Any holder of an Allowed 2026 Senior Secured Notes Claim that is not an Accredited Investor, Qualified Institutional Buyer, or Foreign Investor, or any holder of an Allowed 2026 Senior Secured Notes Claim, that fails to exercise its Subscription Rights in accordance with these Rights Offering Procedures, will receive a distribution under the Plan, subject to its amendment by the terms contained in the PSA Joinder, of its pro rata share of the Take-Back Notes in an amount equal to 39.6% of such holder’s Allowed 2026 Senior Secured Notes Claims (the “Non-Participating Consideration”).
Each Eligible Holder shall pay the full Purchase Price for such Eligible Holder’s New Money Exit Notes of immediately available funds to their Subscription Nominee no later than the Rights Expiration Time. If, on or prior to the Rights Expiration Time, the Subscription Agent for any reason does not receive on behalf of an Eligible Holder immediately available funds in an amount equal to the total Purchase Price for such Eligible Holder’s Subscription Rights, such Eligible Holder shall be deemed to have relinquished and waived its Subscription Rights. For the avoidance of doubt, funding will be facilitated through the facilities of the Depository Trust Company. Please coordinate with your Subscription Nominee to ensure proper funding is delivered to your nominee on or before the Rights Expiration Time. DTC will withdraw the funds related to this Rights Offering directly from your Subscription Nominee.

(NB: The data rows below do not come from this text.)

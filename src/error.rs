use actix_web::error::{BlockingError, ResponseError};
use actix_web::http::StatusCode;
use actix_web::HttpResponse;
use derive_more::Display;
use diesel::r2d2;
use diesel::result::Error as DieselError;
use std::convert::From;

use super::api::{ApiResponse, ResponseStatus};

pub type Result<T> = ::std::result::Result<T, Error>;

#[derive(Debug, Display)]
pub enum Error {
    #[display(fmt = "Invalid configuration: {}", _0)]
    Config(String),

    #[display(fmt = "{} not found", _0)]
    NotFound(&'static str),

    #[display(fmt = "Authentication required")]
    Unauthorized,

    #[display(fmt = "Permission denied")]
    Forbidden,

    #[display(fmt = "Database error: {}", _0)]
    DieselError(DieselError),

    #[display(fmt = "Connection pool error: {}", _0)]
    PoolError(r2d2::PoolError),

    #[display(fmt = "Database operation was canceled")]
    Canceled,
}

impl std::error::Error for Error {
    fn source(&self) -> Option<&(dyn std::error::Error + 'static)> {
        match self {
            Self::DieselError(e) => Some(e),
            Self::PoolError(e) => Some(e),
            _ => None,
        }
    }
}

impl ResponseError for Error {
    fn status_code(&self) -> StatusCode {
        match self {
            Self::NotFound(_) => StatusCode::NOT_FOUND,
            Self::Unauthorized => StatusCode::UNAUTHORIZED,
            Self::Forbidden => StatusCode::FORBIDDEN,
            Self::Config(_) | Self::DieselError(_) | Self::PoolError(_) | Self::Canceled => {
                StatusCode::INTERNAL_SERVER_ERROR
            }
        }
    }

    fn error_response(&self) -> HttpResponse {
        let status = self.status_code();

        // Server-side failures are logged, but not shown to the client.
        let body = if status.is_server_error() {
            error!("{}", self);
            ApiResponse::failure(
                ResponseStatus::Error,
                vec!["Internal server error".to_owned()],
            )
        } else {
            ApiResponse::failure(ResponseStatus::Fail, vec![self.to_string()])
        };

        HttpResponse::build(status).json(body)
    }
}

impl From<DieselError> for Error {
    fn from(e: DieselError) -> Error {
        match e {
            DieselError::NotFound => Error::NotFound("Record"),
            e => Error::DieselError(e),
        }
    }
}

impl From<r2d2::PoolError> for Error {
    fn from(e: r2d2::PoolError) -> Error {
        Error::PoolError(e)
    }
}

impl From<BlockingError<Error>> for Error {
    fn from(e: BlockingError<Error>) -> Error {
        match e {
            BlockingError::Error(e) => e,
            BlockingError::Canceled => Error::Canceled,
        }
    }
}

On the Rights Commencement Date, the Subscription Agent shall distribute, or cause to be distributed (including via DTC), or otherwise make available, the Subscription Forms to the Eligible Holders that hold Allowed 2026 Senior Secured Notes Claims and/or, to the extent applicable, their brokers, dealers, commercial banks, trust companies, or other agents or nominees (the “Subscription Nominees”). Additional copies of the Subscription Forms may also be obtained by contacting the Subscription Agent or visiting the Debtors’ restructuring website at https://cases.ra.kroll.com/GOL.

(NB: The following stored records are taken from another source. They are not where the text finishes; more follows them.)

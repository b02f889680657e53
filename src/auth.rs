use actix_web::dev::Payload;
use actix_web::http::header::AUTHORIZATION;
use actix_web::{web, FromRequest, HttpMessage, HttpRequest};
use futures::future::LocalBoxFuture;

use super::db::{self, GetLoggedInPerson, Pool};
use super::error::{Error, Result};
use super::models::Person;

/// Name of the cookie holding the session id.
pub const SESSION_COOKIE: &str = "session_id";

/// The person making the request, if they are signed in.
///
/// A missing, unknown or expired session is an anonymous request, not an error.
#[derive(Debug, Clone)]
pub struct CurrentUser(pub Option<Person>);

impl CurrentUser {
    pub fn person(&self) -> Option<&Person> {
        self.0.as_ref()
    }

    /// Require a signed-in administrator.
    pub fn admin(&self) -> Result<&Person> {
        match &self.0 {
            None => Err(Error::Unauthorized),
            Some(person) if !person.is_admin => Err(Error::Forbidden),
            Some(person) => Ok(person),
        }
    }
}

/// Session id from the session cookie, or else from an
/// `Authorization: Bearer` header.
pub fn session_token(req: &HttpRequest) -> Option<String> {
    if let Some(cookie) = req.cookie(SESSION_COOKIE) {
        let value = cookie.value().trim();
        if !value.is_empty() {
            return Some(value.to_owned());
        }
    }

    req.headers()
        .get(AUTHORIZATION)
        .and_then(|value| value.to_str().ok())
        .and_then(|value| {
            let mut parts = value.splitn(2, ' ');
            match (parts.next(), parts.next()) {
                (Some(scheme), Some(token)) if scheme.eq_ignore_ascii_case("bearer") => {
                    Some(token.trim().to_owned())
                }
                _ => None,
            }
        })
        .filter(|token| !token.is_empty())
}

impl FromRequest for CurrentUser {
    type Error = actix_web::Error;
    type Future = LocalBoxFuture<'static, std::result::Result<Self, Self::Error>>;
    type Config = ();

    fn from_request(req: &HttpRequest, _: &mut Payload) -> Self::Future {
        let token = session_token(req);
        let pool = web::Data::<Pool>::extract(req);

        Box::pin(async move {
            let token = match token {
                Some(token) => token,
                None => return Ok(CurrentUser(None)),
            };

            let pool = pool.await?;
            let person = db::execute(&pool, GetLoggedInPerson::from_session(token)).await?;
            if person.is_none() {
                debug!("Session not found or expired");
            }

            Ok(CurrentUser(person))
        })
    }
}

The instructions included with this Subscription Form must be followed to exercise your Subscription Rights. Questions and requests for assistance or for additional copies of the Offering Memorandum and this Subscription Form may be directed to the Subscription Agent.
The Rights Offering is not being made to, and submissions of Subscription Forms will not be accepted from or on behalf of, any holders of Allowed 2026 Senior Secured Notes Claims in any jurisdiction in which the making or the acceptance of such offering would not comply with the laws of such jurisdiction.
THE OFFERING MEMORANDUM DISTRIBUTED IN CONNECTION WITH THE ISSUER’S RIGHTS OFFERING SETS FORTH IMPORTANT INFORMATION THAT SHOULD BE CAREFULLY READ AND CONSIDERED BY EACH ELIGIBLE HOLDER PRIOR TO MAKING A DECISION TO PARTICIPATE IN THE RIGHTS OFFERING. THE OFFERING MEMORANDUM WILL BE DISTRIBUTED TO YOU THROUGH THE FACILITIES OF THE DEPOSITORY TRUST CORPORATION AND COPIES ARE ALSO AVAILABLE UPON REQUEST FROM THE SUBSCRIPTION AGENT.